Exercise requirements: Take the lines below from the first through the one that contains "a successful translation." and copy them exactly.
(Beginning of Information provided)
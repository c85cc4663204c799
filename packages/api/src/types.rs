use serde::{Deserialize, Serialize};

/// Upper bound on translatable input, in characters.
pub const MAX_TEXT_CHARS: usize = 5000;

/// The only `status` value that counts as a successful translation.
pub const STATUS_SUCCESS: &str = "success";
pub const STATUS_ERROR: &str = "error";

/// Language codes offered by the translator form and accepted by `/translation`.
pub const SUPPORTED_LANGUAGES: &[(&str, &str)] = &[
    ("en", "English"),
    ("ru", "Русский"),
    ("kk", "Қазақша"),
    ("fr", "Français"),
    ("de", "Deutsch"),
    ("es", "Español"),
    ("tr", "Türkçe"),
    ("zh", "中文"),
];

pub fn is_supported_language(code: &str) -> bool {
    SUPPORTED_LANGUAGES.iter().any(|(c, _)| *c == code)
}

pub fn language_name(code: &str) -> Option<&'static str> {
    SUPPORTED_LANGUAGES
        .iter()
        .find(|(c, _)| *c == code)
        .map(|(_, name)| *name)
}

#[derive(Debug, Clone, PartialEq, Eq, Serialize, Deserialize)]
pub struct TranslationRequest {
    pub text: String,
    pub source_language: String,
    pub target_language: String,
}

/// Body of a `/translation` reply. Only `status` and `translated_text` are
/// part of the contract; failures may omit the text entirely.
#[derive(Debug, Clone, PartialEq, Eq, Serialize, Deserialize)]
pub struct TranslationResponse {
    pub status: String,
    #[serde(default)]
    pub translated_text: String,
}

impl TranslationResponse {
    pub fn success(translated_text: impl Into<String>) -> Self {
        Self {
            status: STATUS_SUCCESS.to_string(),
            translated_text: translated_text.into(),
        }
    }

    pub fn error() -> Self {
        Self {
            status: STATUS_ERROR.to_string(),
            translated_text: String::new(),
        }
    }

    pub fn is_success(&self) -> bool {
        self.status == STATUS_SUCCESS
    }
}

/// Largest CV upload accepted by `/analyze`, in bytes.
pub const MAX_CV_BYTES: usize = 5 * 1024 * 1024;

/// Extracted CV text shorter than this (after trimming) is not worth reviewing.
pub const MIN_CV_TEXT_CHARS: usize = 100;

/// Lower-case file extensions `/analyze` can extract text from.
pub const CV_EXTENSIONS: &[&str] = &["pdf", "docx", "txt"];

/// Reply of a successful `/analyze` call.
#[derive(Debug, Clone, PartialEq, Eq, Serialize, Deserialize)]
pub struct CvAnalysis {
    pub status: String,
    pub filename: String,
    pub analysis: String,
}

impl CvAnalysis {
    pub fn success(filename: impl Into<String>, analysis: impl Into<String>) -> Self {
        Self {
            status: STATUS_SUCCESS.to_string(),
            filename: filename.into(),
            analysis: analysis.into(),
        }
    }
}
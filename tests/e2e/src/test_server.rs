use anyhow::Result;
use std::net::TcpListener;
use std::process::{Child, Command, Stdio};
use std::time::Duration;

pub struct TestServer {
    url: String,
    process: Option<Child>,
}

impl TestServer {
    /// Start the web server in local mode (echo translator, no API keys).
    pub async fn start() -> Result<Self> {
        let port = get_random_port()?;

        let process = Command::new("cargo")
            .args(["run", "--package", "web", "--features", "server"])
            .env("APP_MODE", "local")
            .env("OPENAI_API_KEY", "")
            .env("PORT", port.to_string())
            .env("IP", "127.0.0.1")
            .env("SITE_BASE_URL", format!("http://127.0.0.1:{}", port))
            .stdout(Stdio::null())
            .stderr(Stdio::null())
            .spawn()?;

        let url = format!("http://127.0.0.1:{}", port);
        let server = Self {
            url,
            process: Some(process),
        };

        // Wait for server to be ready; Drop kills the child if this fails.
        wait_for_server(&server.url).await?;
        Ok(server)
    }

    pub fn url(&self) -> &str {
        &self.url
    }
}

impl Drop for TestServer {
    fn drop(&mut self) {
        if let Some(mut process) = self.process.take() {
            let _ = process.kill();
        }
    }
}

fn get_random_port() -> Result<u16> {
    let listener = TcpListener::bind("127.0.0.1:0")?;
    let port = listener.local_addr()?.port();
    Ok(port)
}

async fn wait_for_server(url: &str) -> Result<()> {
    // Wait up to 60 seconds for server to start (compilation + startup)
    for i in 0..600 {
        if let Ok(response) = reqwest::get(url).await {
            if response.status().is_success() {
                return Ok(());
            }
        }
        tokio::time::sleep(Duration::from_millis(100)).await;

        // Log progress every 5 seconds
        if i > 0 && i % 50 == 0 {
            eprintln!("Still waiting for server... ({}s)", i / 10);
        }
    }
    anyhow::bail!("Server did not start in time (waited 60s)")
}
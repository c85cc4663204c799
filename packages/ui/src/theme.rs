use dioxus::prelude::*;

const THEME_CSS: Asset = asset!("/assets/styling/theme.css");

#[component]
pub fn SiteTheme() -> Element {
    rsx! { document::Link { rel: "stylesheet", href: THEME_CSS } }
}
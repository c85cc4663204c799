use crate::config::{AppConfig, AppMode, TranslatorConfig};
use crate::translator::{chat::ChatTranslator, echo::EchoTranslator, CvReviewer, Translator};
use anyhow::Result;
use std::sync::{Arc, OnceLock};

/// Global application state containing all service implementations
pub struct AppState {
    pub translator: Arc<dyn Translator>,
    pub reviewer: Arc<dyn CvReviewer>,
    pub config: AppConfig,
}

impl std::fmt::Debug for AppState {
    fn fmt(&self, f: &mut std::fmt::Formatter<'_>) -> std::fmt::Result {
        f.debug_struct("AppState")
            .field("translator", &self.translator.name())
            .field("config", &self.config)
            .finish()
    }
}

impl AppState {
    /// Create AppState from configuration
    pub fn from_config(config: AppConfig) -> Result<Self> {
        match config.mode {
            AppMode::Local => tracing::info!("🔧 App Mode: LOCAL"),
            AppMode::Production => tracing::info!("🚀 App Mode: PRODUCTION"),
        }

        let (translator, reviewer): (Arc<dyn Translator>, Arc<dyn CvReviewer>) = match &config
            .translator
        {
            TranslatorConfig::Chat {
                api_url,
                api_key,
                model,
                timeout,
            } => {
                if api_key.is_none() {
                    tracing::warn!(
                        "OPENAI_API_KEY is not set; /translation and /analyze will fail"
                    );
                }
                tracing::info!("   Translator: chat ({} @ {})", model, api_url);
                let chat = Arc::new(ChatTranslator::new(api_url, api_key.clone(), model, *timeout)?);
                let translator: Arc<dyn Translator> = chat.clone();
                let reviewer: Arc<dyn CvReviewer> = chat;
                (translator, reviewer)
            }
            TranslatorConfig::Echo => {
                tracing::info!("   Translator: echo (local mode, no network)");
                let echo = Arc::new(EchoTranslator);
                let translator: Arc<dyn Translator> = echo.clone();
                let reviewer: Arc<dyn CvReviewer> = echo;
                (translator, reviewer)
            }
        };

        Ok(Self {
            translator,
            reviewer,
            config,
        })
    }

    /// Get the global AppState instance, building it from the environment on
    /// first use.
    pub fn global() -> Result<Arc<Self>> {
        if let Some(state) = STATE.get() {
            return Ok(state.clone());
        }

        // Missing .env is fine; real deployments set the variables directly.
        let _ = dotenvy::dotenv();
        let state = Arc::new(Self::from_config(AppConfig::from_env())?);
        Ok(STATE.get_or_init(|| state).clone())
    }
}

/// Global state storage using OnceLock for thread-safe initialization
pub(crate) static STATE: OnceLock<Arc<AppState>> = OnceLock::new();
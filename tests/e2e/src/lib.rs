//! End-to-end harness: spawns the `web` server and drives it over HTTP and
//! through headless Chrome.

pub mod browser;
pub mod test_server;
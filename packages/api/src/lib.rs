//! This crate contains all shared fullstack server functions.
use dioxus::prelude::*;

pub mod config;
pub mod types;

#[cfg(feature = "server")]
pub mod state;

#[cfg(feature = "server")]
pub mod translator;

#[cfg(feature = "server")]
pub mod cv_text;

mod analysis;
mod translation;



/// Health check endpoint
#[get("/api/health")]
pub async fn health_check() -> Result<String, ServerFnError> {
    #[cfg(feature = "server")]
    tracing::debug!("health_check");
    Ok("OK".to_string())
}

pub use analysis::analyze;
pub use translation::translation;
pub use types::{CvAnalysis, TranslationRequest, TranslationResponse};
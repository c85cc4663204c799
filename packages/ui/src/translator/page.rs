use dioxus::logger::tracing;
use dioxus::prelude::*;

use api::types::{MAX_TEXT_CHARS, SUPPORTED_LANGUAGES};

use super::{EmptyInput, TranslatorForm};

const TRANSLATOR_CSS: Asset = asset!("/assets/styling/translator.css");

#[component]
pub fn TranslatorPage() -> Element {
    let lang = crate::use_lang()();
    let mut form = use_signal(TranslatorForm::default);

    let input_ph = crate::t(lang, "translator.input_ph");
    let output_ph = crate::t(lang, "translator.output_ph");

    let on_translate = move |_| {
        let request = form.write().begin_translate();
        match request {
            Err(EmptyInput) => alert(crate::t(lang, "translator.empty_alert")),
            Ok(req) => {
                spawn(async move {
                    let result =
                        api::translation(req.text, req.source_language, req.target_language).await;
                    form.write().finish_translate(result);
                });
            }
        }
    };

    let state = form();

    rsx! {
        document::Link { rel: "stylesheet", href: TRANSLATOR_CSS }

        div { class: "page translator",
            h1 { {crate::t(lang, "translator.title")} }

            div { class: "translator_langs",
                label {
                    span { class: "hint", {crate::t(lang, "translator.source")} }
                    select {
                        value: "{state.source_language}",
                        onchange: move |e| form.write().source_language = e.value(),
                        for (code, name) in SUPPORTED_LANGUAGES.iter() {
                            option { key: "{code}", value: "{code}", selected: *code == state.source_language, "{name}" }
                        }
                    }
                }
                button {
                    class: "btn swap_btn",
                    title: crate::t(lang, "translator.swap"),
                    onclick: move |_| form.write().swap(),
                    "⇄"
                }
                label {
                    span { class: "hint", {crate::t(lang, "translator.target")} }
                    select {
                        value: "{state.target_language}",
                        onchange: move |e| form.write().target_language = e.value(),
                        for (code, name) in SUPPORTED_LANGUAGES.iter() {
                            option { key: "{code}", value: "{code}", selected: *code == state.target_language, "{name}" }
                        }
                    }
                }
            }

            div { class: "translator_panes",
                div { class: "pane",
                    textarea {
                        id: "inputText",
                        value: "{state.input}",
                        maxlength: "{MAX_TEXT_CHARS}",
                        placeholder: "{input_ph}",
                        rows: 10,
                        oninput: move |e| form.write().set_input(e.value()),
                    }
                    span { id: "inputCounter", class: "counter", "{state.input_counter()}" }
                }
                div { class: "pane",
                    textarea {
                        id: "outputText",
                        value: "{state.output}",
                        placeholder: "{output_ph}",
                        rows: 10,
                        oninput: move |e| form.write().set_output(e.value()),
                    }
                    span { id: "outputCounter", class: "counter", "{state.output_counter()}" }
                }
            }

            div { class: "cta_row",
                button {
                    id: "translateBtn",
                    class: "btn primary",
                    onclick: on_translate,
                    {crate::t(lang, "translator.translate")}
                }
                button {
                    id: "clearBtn",
                    class: "btn",
                    onclick: move |_| form.write().clear(),
                    {crate::t(lang, "translator.clear")}
                }
                if state.loading {
                    span { id: "loading", class: "loading", {crate::t(lang, "common.loading")} }
                }
            }
        }
    }
}

/// Blocking browser alert.
fn alert(message: String) {
    spawn(async move {
        if let Err(e) = document::eval(&alert_script(&message)).await {
            tracing::warn!("alert failed, message not shown: {e}");
        }
    });
}

fn alert_script(message: &str) -> String {
    format!("alert({message:?}); return '';")
}

#[cfg(test)]
mod tests {
    use super::*;

    #[test]
    fn alert_script_quotes_message() {
        assert_eq!(
            alert_script(r#"Say "hi""#),
            r#"alert("Say \"hi\""); return '';"#
        );
    }
}
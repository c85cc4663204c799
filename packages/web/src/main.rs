use dioxus::logger::tracing;
use dioxus::prelude::*;
use std::env;
use std::rc::Rc;

use views::{About, Contact, Home, Translator};

mod views;

#[derive(Debug, Clone, Routable, PartialEq)]
#[rustfmt::skip]
enum Route {
    #[layout(SiteLayout)]
    #[route("/")]
    Home {},
    #[route("/translator")]
    Translator {},
    #[route("/about")]
    About {},
    #[route("/contact")]
    Contact {},
}

const MAIN_CSS: Asset = asset!("/assets/main.css");

fn main() {
    install_panic_hook();
    #[cfg(feature = "server")]
    init_tracing();
    log_runtime_config();
    dioxus::launch(App);
}

fn install_panic_hook() {
    std::panic::set_hook(Box::new(|info| {
        eprintln!("panic: {info}");
    }));
}

#[cfg(feature = "server")]
fn init_tracing() {
    use tracing_subscriber::EnvFilter;

    let filter = EnvFilter::try_from_default_env().unwrap_or_else(|_| EnvFilter::new("info"));
    // Dioxus may already have a subscriber installed; keep whichever came first.
    let _ = tracing_subscriber::fmt().with_env_filter(filter).try_init();
}

fn log_runtime_config() {
    let ip = env::var("IP").unwrap_or_else(|_| "0.0.0.0".to_string());
    let port = env::var("PORT").unwrap_or_else(|_| "8080".to_string());
    let mode = env::var("APP_MODE").unwrap_or_else(|_| "<unset>".to_string());

    tracing::info!("startup: IP={ip} PORT={port} APP_MODE={mode}");

    if mode.to_lowercase() != "local" {
        log_missing_envs("translator", &["OPENAI_API_KEY"]);
    }
}

fn log_missing_envs(group: &str, keys: &[&str]) {
    let missing: Vec<&str> = keys
        .iter()
        .copied()
        .filter(|key| env::var(key).map(|v| v.trim().is_empty()).unwrap_or(true))
        .collect();
    if missing.is_empty() {
        return;
    }

    tracing::warn!("startup: missing {group} envs: {}", missing.join(", "));
}

#[component]
fn App() -> Element {
    rsx! {
        // Global app resources
        document::Link { rel: "stylesheet", href: MAIN_CSS }
        ui::SiteTheme {}
        ui::I18nProvider {
            Router::<Route> {}
        }
    }
}

/// Wraps every route in the fetched header/footer and hands the fragment
/// loader this app's language hooks.
#[component]
fn SiteLayout() -> Element {
    let lang = ui::use_lang();
    use_context_provider(|| ui::PageHooks {
        translate_page: Some(Rc::new(move || ui::restore_lang(lang))),
        set_language: Some(Rc::new(move |code: &str| {
            match ui::Lang::from_code(code) {
                Some(next) => ui::set_lang(lang, next),
                None => tracing::warn!("ignoring unsupported language option {code:?}"),
            }
        })),
    });

    let current_path = use_route::<Route>().to_string();

    rsx! {
        ui::SiteChrome { current_path,
            Outlet::<Route> {}
        }
    }
}
mod home;
pub use home::Home;

mod pages;
pub use pages::{About, Contact, Translator};
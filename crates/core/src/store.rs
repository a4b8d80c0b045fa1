//! In-memory user collection.
//!
//! [`UserStore`] holds every user record for the lifetime of the process, in insertion order.
//! It starts empty and is discarded on exit.
//!
//! The store is a cheaply cloneable handle; clones share the same collection. Each operation
//! takes a single lock for its whole duration, so a lookup and the mutation that follows it
//! inside one operation cannot interleave with another request. Independent stores (for
//! example, one per test) never share state.

use crate::{CoreError, CoreResult, User, UserFields};
use std::sync::{Arc, Mutex, MutexGuard};
use users_uuid::UserId;

#[derive(Clone, Debug, Default)]
pub struct UserStore {
    users: Arc<Mutex<Vec<User>>>,
}

impl UserStore {
    /// Creates a new, empty store.
    pub fn new() -> Self {
        Self::default()
    }

    fn lock(&self) -> CoreResult<MutexGuard<'_, Vec<User>>> {
        self.users.lock().map_err(|_| CoreError::StorePoisoned)
    }

    /// Returns a snapshot of every record, in insertion order.
    pub fn list_all(&self) -> CoreResult<Vec<User>> {
        Ok(self.lock()?.clone())
    }

    /// Returns the record with a matching `id`, or `None`.
    ///
    /// Identifiers are compared as exact strings.
    pub fn find_by_id(&self, id: &UserId) -> CoreResult<Option<User>> {
        Ok(self.lock()?.iter().find(|u| &u.id == id).cloned())
    }

    /// Appends `user` to the end of the collection.
    ///
    /// The caller guarantees `user.id` is not already present.
    pub fn insert(&self, user: User) -> CoreResult<()> {
        self.lock()?.push(user);
        Ok(())
    }

    /// Allocates a fresh identifier, stores a record built from `fields` and returns it.
    pub fn create(&self, fields: UserFields) -> CoreResult<User> {
        let user = User::from_fields(UserId::generate(), fields);
        self.insert(user.clone())?;
        tracing::debug!(user_id = %user.id, "user created");
        Ok(user)
    }

    /// Replaces the record with a matching `id` in place, keeping its position and identity.
    ///
    /// # Errors
    ///
    /// Returns [`CoreError::UserNotFound`] if no record matches; nothing is changed.
    pub fn replace(&self, id: &UserId, fields: UserFields) -> CoreResult<User> {
        let mut users = self.lock()?;
        let slot = users
            .iter_mut()
            .find(|u| &u.id == id)
            .ok_or_else(|| CoreError::UserNotFound(id.clone()))?;

        *slot = User::from_fields(id.clone(), fields);
        tracing::debug!(user_id = %id, "user replaced");
        Ok(slot.clone())
    }

    /// Removes the record with a matching `id`, preserving the order of the rest.
    ///
    /// # Errors
    ///
    /// Returns [`CoreError::UserNotFound`] if no record matches.
    pub fn remove(&self, id: &UserId) -> CoreResult<User> {
        let mut users = self.lock()?;
        let index = users
            .iter()
            .position(|u| &u.id == id)
            .ok_or_else(|| CoreError::UserNotFound(id.clone()))?;

        let removed = users.remove(index);
        tracing::debug!(user_id = %id, "user removed");
        Ok(removed)
    }
}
(End of Information provided)
Answer section:
repository c85cc4663204c799
filename packages/api/src/types.rs
use serde::{Deserialize, Serialize};

/// Upper bound on translatable input, in characters.
pub const MAX_TEXT_CHARS: usize = 5000;

/// The only `status` value that counts as a successful translation.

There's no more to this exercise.